Bitcoin may no longer track Federal Reserve policy as closely as before, with new data suggesting the cryptocurrency is now leading rather than reacting to monetary signals.
The shift follows the approval of spot Bitcoin ETFs in January 2024, which brought in institutional investors that tend to position ahead of macroeconomic changes rather than respond to them.
“As a result, BTC may have evolved from a macro 'lagging receiver' to a 'leading pricer,”
Said Binance Research, noting that crypto-native drivers and institutional flows are becoming more influential.
Binance data shows Bitcoin’s correlation with its Global Easing Breadth Index, which tracks 41 central banks, has turned strongly negative since 2024 after previously being mildly positive.
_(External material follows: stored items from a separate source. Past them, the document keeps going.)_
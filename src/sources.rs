//! Loading of the pre-fetched source datasets.
//!
//! Each source is a JSON array of objects on disk. A missing file, unreadable
//! file, or malformed document degrades that source to "no contribution";
//! a single record of the wrong shape is skipped. Neither is fatal.

use serde::de::DeserializeOwned;
use serde_json::Value;
use std::path::Path;
use tracing::{debug, warn};

use crate::config::SourcesConfig;
use crate::models::{ArticleRecord, EnrichmentRecord, FallbackRecord, PrimaryRecord};

/// How a single source file fared during loading.
#[derive(Debug, Clone, Copy, PartialEq, Eq)]
pub enum LoadStatus {
    Loaded,
    Missing,
    Unreadable,
}

/// Records parsed from one source file, plus what was skipped.
#[derive(Debug, Clone)]
pub struct SourceLoad<T> {
    pub records: Vec<T>,
    pub skipped: usize,
    pub status: LoadStatus,
}

impl<T> SourceLoad<T> {
    pub fn empty(status: LoadStatus) -> Self {
        Self {
            records: Vec::new(),
            skipped: 0,
            status,
        }
    }
}

/// The four datasets feeding one reconciliation run.
#[derive(Debug, Clone)]
pub struct SourceSet {
    pub primary: SourceLoad<PrimaryRecord>,
    pub enrichment: SourceLoad<EnrichmentRecord>,
    pub articles: SourceLoad<ArticleRecord>,
    pub fallback: SourceLoad<FallbackRecord>,
}

pub fn load_sources(config: &SourcesConfig) -> SourceSet {
    SourceSet {
        primary: load_records(&config.primary_path()),
        enrichment: load_records(&config.enrichment_path()),
        articles: load_records(&config.articles_path()),
        fallback: load_records(&config.fallback_path()),
    }
}

/// Load a JSON array of records from `path`, never failing.
pub fn load_records<T: DeserializeOwned>(path: &Path) -> SourceLoad<T> {
    if !path.exists() {
        warn!(path = %path.display(), "source file not found, skipping");
        return SourceLoad::empty(LoadStatus::Missing);
    }

    let content = match std::fs::read_to_string(path) {
        Ok(c) => c,
        Err(e) => {
            warn!(path = %path.display(), error = %e, "failed to read source file");
            return SourceLoad::empty(LoadStatus::Unreadable);
        }
    };

    let values: Vec<Value> = match serde_json::from_str(&content) {
        Ok(v) => v,
        Err(e) => {
            warn!(path = %path.display(), error = %e, "source file is not a JSON array");
            return SourceLoad::empty(LoadStatus::Unreadable);
        }
    };

    let mut load = SourceLoad::empty(LoadStatus::Loaded);
    for (i, value) in values.into_iter().enumerate() {
        match serde_json::from_value::<T>(value) {
            Ok(rec) => load.records.push(rec),
            Err(e) => {
                debug!(path = %path.display(), index = i, error = %e, "skipping malformed record");
                load.skipped += 1;
            }
        }
    }

    if load.skipped > 0 {
        warn!(
            path = %path.display(),
            skipped = load.skipped,
            "skipped records that did not match the expected shape"
        );
    }

    load
}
The reversal suggests Bitcoin is no longer moving in sync with global easing cycles and may instead anticipate policy shifts before they are reflected in traditional markets.
The change comes amid renewed macro uncertainty, including rising oil prices and geopolitical tensions, which have shifted expectations from rate cuts toward potential hikes.
Despite this, Binance argues central banks may ultimately pivot back toward supporting growth, with Bitcoin likely to price in that shift earlier than other risk assets.
At the time of reporting, Bitcoin price was $68,955.03.